[Collected data]
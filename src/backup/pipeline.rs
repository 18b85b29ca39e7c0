// dbbackup/src/backup/pipeline.rs
//
// Streaming mode: one dump subprocess feeds every configured destination at
// once, without materializing the artifact on local disk. Each destination
// gets its own unidirectional byte stream and its own outcome; one slow or
// broken destination never hides the others' results.
use crate::backup::dumper::Dumper;
use crate::errors::{BackupError, Result};
use crate::storage::StorageBackend;
use bytes::Bytes;
use log::{error, info};
use std::io;
use std::sync::Arc;
use std::time::Duration;
use tokio::sync::mpsc;
use tokio::time::{Instant, timeout_at};

const CHANNEL_DEPTH: usize = 16;

/// Forwards every chunk the dump producer emits to all attached streams.
/// Dropping the writer is a clean EOF for every consumer; `fail` propagates
/// the dump error instead so consumers abort rather than persist a
/// truncated object.
pub struct FanoutWriter {
    senders: Vec<Option<mpsc::Sender<io::Result<Bytes>>>>,
}

impl FanoutWriter {
    /// Creates a writer fanned out to `n` independent streams.
    pub fn channels(n: usize) -> (FanoutWriter, Vec<DumpStream>) {
        let mut senders = Vec::with_capacity(n);
        let mut streams = Vec::with_capacity(n);
        for _ in 0..n {
            let (tx, rx) = mpsc::channel(CHANNEL_DEPTH);
            senders.push(Some(tx));
            streams.push(DumpStream { rx });
        }
        (FanoutWriter { senders }, streams)
    }

    /// Sends the chunk to every stream still being consumed. A consumer that
    /// already hung up (its upload failed early) is skipped from then on.
    pub async fn write_chunk(&mut self, chunk: Bytes) {
        for slot in self.senders.iter_mut() {
            if let Some(tx) = slot {
                if tx.send(Ok(chunk.clone())).await.is_err() {
                    *slot = None;
                }
            }
        }
    }

    /// Propagates a dump failure to every consumer and closes the streams.
    pub async fn fail(mut self, message: String) {
        for slot in self.senders.iter_mut() {
            if let Some(tx) = slot.take() {
                let _ = tx
                    .send(Err(io::Error::other(message.clone())))
                    .await;
            }
        }
    }
}

/// Consumer end of one fan-out stream.
pub struct DumpStream {
    rx: mpsc::Receiver<io::Result<Bytes>>,
}

impl DumpStream {
    /// Next chunk of dump output; `None` is clean EOF, `Some(Err(..))` means
    /// the producer failed and nothing should be persisted.
    pub async fn next_chunk(&mut self) -> Option<io::Result<Bytes>> {
        self.rx.recv().await
    }
}

/// Result of delivering one artifact to one destination.
#[derive(Debug)]
pub struct UploadOutcome {
    pub destination: String,
    pub result: Result<()>,
}

/// Dumps `db` once and uploads it to every destination concurrently under a
/// single per-database deadline.
///
/// Returns `Err` only for a dump failure (the whole database failed, upload
/// outcomes are moot). On dump success every destination's outcome is
/// reported: success, upload error, or timeout. The deadline is enforced
/// inside each upload task: a destination that stops draining its stream is
/// dropped when the deadline elapses, which also releases the producer's
/// blocked fan-out send instead of wedging the dump.
pub async fn stream_to_all(
    dumper: &dyn Dumper,
    db: &str,
    destinations: &[Arc<dyn StorageBackend>],
    key: &str,
    deadline: Duration,
) -> Result<Vec<UploadOutcome>> {
    let started = Instant::now();
    let expires_at = started + deadline;

    let (mut writer, streams) = FanoutWriter::channels(destinations.len());

    let mut handles = Vec::with_capacity(destinations.len());
    for (backend, stream) in destinations.iter().zip(streams) {
        let backend = Arc::clone(backend);
        let key = key.to_string();
        handles.push(tokio::spawn(async move {
            match timeout_at(expires_at, backend.put_stream(stream, &key)).await {
                Ok(result) => result,
                // Dropping the stream half-way unblocks the producer.
                Err(_) => Err(BackupError::Timeout(backend.id().to_string())),
            }
        }));
    }

    if let Err(e) = dumper.dump_to_stream(db, &mut writer).await {
        error!("Error during dump of {} - Error: {}", db, e);
        writer.fail(e.to_string()).await;
        // The database failed as a whole; individual upload outcomes are not
        // collected. Consumers unwind on the propagated stream error.
        return Err(e);
    }

    // Clean EOF for every consumer.
    drop(writer);

    let mut outcomes = Vec::with_capacity(destinations.len());
    for (i, mut handle) in handles.into_iter().enumerate() {
        let destination = destinations[i].id().to_string();
        let result = match timeout_at(expires_at, &mut handle).await {
            Ok(Ok(result)) => result,
            Ok(Err(join_err)) => Err(BackupError::Upload {
                destination: destination.clone(),
                message: format!("upload task panicked: {}", join_err),
            }),
            Err(_) => {
                // A task still alive past its own deadline is wedged inside
                // the backend; don't leave it uploading detached.
                handle.abort();
                Err(BackupError::Timeout(destination.clone()))
            }
        };
        match &result {
            Ok(()) => info!(
                "{}) {} - Successfully uploaded to {}",
                i + 1,
                db,
                destination
            ),
            Err(e) => error!("{}) {} - {}", i + 1, db, e),
        }
        outcomes.push(UploadOutcome {
            destination,
            result,
        });
    }
    Ok(outcomes)
}

#[cfg(test)]
mod tests {
    use super::*;
    use crate::backup::dumper::DumpArtifact;
    use crate::storage::BackupFileRecord;
    use async_trait::async_trait;
    use std::path::Path;
    use std::sync::Mutex;

    struct ChunkDumper {
        chunks: Vec<&'static [u8]>,
        fail_after: Option<usize>,
    }

    #[async_trait]
    impl Dumper for ChunkDumper {
        async fn list_databases(&self) -> Result<Vec<String>> {
            Ok(vec![])
        }

        async fn dump_to_file(&self, _db: &str, _dir: &Path, _name: &str) -> Result<DumpArtifact> {
            unimplemented!("not used in streaming tests")
        }

        async fn dump_to_stream(&self, _db: &str, sink: &mut FanoutWriter) -> Result<()> {
            for (i, chunk) in self.chunks.iter().enumerate() {
                if self.fail_after == Some(i) {
                    return Err(BackupError::Dump("pg_dump exited with status 1".into()));
                }
                sink.write_chunk(Bytes::from_static(chunk)).await;
            }
            Ok(())
        }

        fn streaming_extension(&self) -> &'static str {
            ".dump"
        }
    }

    enum Mode {
        Collect,
        FailImmediately,
        Stall,
        StallAfterFirst,
    }

    struct MockBackend {
        name: String,
        mode: Mode,
        received: Mutex<Vec<u8>>,
    }

    impl MockBackend {
        fn new(name: &str, mode: Mode) -> Arc<Self> {
            Arc::new(MockBackend {
                name: name.to_string(),
                mode,
                received: Mutex::new(Vec::new()),
            })
        }
    }

    #[async_trait]
    impl StorageBackend for MockBackend {
        fn id(&self) -> &str {
            &self.name
        }

        fn supports_streaming(&self) -> bool {
            true
        }

        async fn put_stream(&self, mut stream: DumpStream, _key: &str) -> Result<()> {
            match self.mode {
                Mode::FailImmediately => {
                    return Err(BackupError::Upload {
                        destination: self.name.clone(),
                        message: "connection refused".into(),
                    });
                }
                Mode::Stall => {
                    tokio::time::sleep(Duration::from_secs(3600)).await;
                    Ok(())
                }
                Mode::StallAfterFirst => {
                    let _ = stream.next_chunk().await;
                    tokio::time::sleep(Duration::from_secs(3600)).await;
                    Ok(())
                }
                Mode::Collect => {
                    while let Some(chunk) = stream.next_chunk().await {
                        let chunk = chunk.map_err(|e| BackupError::Upload {
                            destination: self.name.clone(),
                            message: e.to_string(),
                        })?;
                        self.received.lock().unwrap().extend_from_slice(&chunk);
                    }
                    Ok(())
                }
            }
        }

        async fn put_file(&self, _src: &Path, _key: &str) -> Result<()> {
            unimplemented!()
        }

        async fn list(&self, _prefix: &str) -> Result<Vec<BackupFileRecord>> {
            Ok(vec![])
        }

        async fn delete(&self, _keys: &[String]) -> Result<()> {
            Ok(())
        }

        async fn copy(&self, _src_key: &str, _dst_key: &str) -> Result<()> {
            Ok(())
        }
    }

    fn as_dyn(backends: Vec<Arc<MockBackend>>) -> Vec<Arc<dyn StorageBackend>> {
        backends
            .into_iter()
            .map(|b| b as Arc<dyn StorageBackend>)
            .collect()
    }

    #[tokio::test]
    async fn test_all_destinations_receive_identical_bytes() {
        let dumper = ChunkDumper {
            chunks: vec![b"PGDMP", b"payload-1", b"payload-2"],
            fail_after: None,
        };
        let b1 = MockBackend::new("dest-1", Mode::Collect);
        let b2 = MockBackend::new("dest-2", Mode::Collect);
        let dests = as_dyn(vec![Arc::clone(&b1), Arc::clone(&b2)]);

        let outcomes = stream_to_all(&dumper, "orders", &dests, "k", Duration::from_secs(5))
            .await
            .unwrap();
        assert!(outcomes.iter().all(|o| o.result.is_ok()));
        assert_eq!(&*b1.received.lock().unwrap(), b"PGDMPpayload-1payload-2");
        assert_eq!(
            &*b1.received.lock().unwrap(),
            &*b2.received.lock().unwrap()
        );
    }

    #[tokio::test]
    async fn test_one_failing_destination_does_not_affect_siblings() {
        let dumper = ChunkDumper {
            chunks: vec![b"chunk"],
            fail_after: None,
        };
        let b1 = MockBackend::new("dest-1", Mode::Collect);
        let b2 = MockBackend::new("dest-2", Mode::FailImmediately);
        let b3 = MockBackend::new("dest-3", Mode::Collect);
        let dests = as_dyn(vec![b1, b2, b3]);

        let outcomes = stream_to_all(&dumper, "orders", &dests, "k", Duration::from_secs(5))
            .await
            .unwrap();
        assert_eq!(outcomes.len(), 3);
        assert!(outcomes[0].result.is_ok());
        assert!(outcomes[1].result.is_err());
        assert!(outcomes[2].result.is_ok());
        assert_eq!(outcomes[1].destination, "dest-2");
    }

    #[tokio::test]
    async fn test_stalled_destination_reports_timeout_only_for_itself() {
        let dumper = ChunkDumper {
            chunks: vec![b"chunk"],
            fail_after: None,
        };
        let b1 = MockBackend::new("dest-1", Mode::Collect);
        let b2 = MockBackend::new("dest-2", Mode::Stall);
        let dests = as_dyn(vec![b1, b2]);

        let outcomes = stream_to_all(&dumper, "orders", &dests, "k", Duration::from_millis(200))
            .await
            .unwrap();
        assert!(outcomes[0].result.is_ok());
        assert!(matches!(
            outcomes[1].result,
            Err(BackupError::Timeout(ref d)) if d == "dest-2"
        ));
    }

    #[tokio::test]
    async fn test_consumer_that_stops_draining_cannot_wedge_the_dump() {
        // Enough chunks to fill the stalled consumer's bounded channel and
        // block the producer mid-dump.
        let dumper = ChunkDumper {
            chunks: vec![b"chunk".as_slice(); CHANNEL_DEPTH + 8],
            fail_after: None,
        };
        let b1 = MockBackend::new("dest-1", Mode::StallAfterFirst);
        let b2 = MockBackend::new("dest-2", Mode::Collect);
        let dests = as_dyn(vec![b1, b2]);

        let outcomes = tokio::time::timeout(
            Duration::from_secs(3),
            stream_to_all(&dumper, "orders", &dests, "k", Duration::from_millis(200)),
        )
        .await
        .expect("deadline must unblock the pipeline")
        .unwrap();

        // Every destination still gets an outcome, with the stalled one
        // reported as the timeout it is.
        assert_eq!(outcomes.len(), 2);
        assert!(matches!(
            outcomes[0].result,
            Err(BackupError::Timeout(ref d)) if d == "dest-1"
        ));
    }

    #[tokio::test]
    async fn test_dump_failure_fails_whole_database() {
        let dumper = ChunkDumper {
            chunks: vec![b"chunk-0", b"chunk-1"],
            fail_after: Some(1),
        };
        let b1 = MockBackend::new("dest-1", Mode::Collect);
        let dests = as_dyn(vec![b1]);

        let err = stream_to_all(&dumper, "orders", &dests, "k", Duration::from_secs(5))
            .await
            .unwrap_err();
        assert!(matches!(err, BackupError::Dump(_)));
    }
}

EXERCISE INSTRUCTIONS
Copy every line in the records above that contains the word "still".

ANSWER TO THIS EXERCISE
    /// Sends the chunk to every stream still being consumed. A consumer that
                // A task still alive past its own deadline is wedged inside
        // Every destination still gets an outcome, with the stalled one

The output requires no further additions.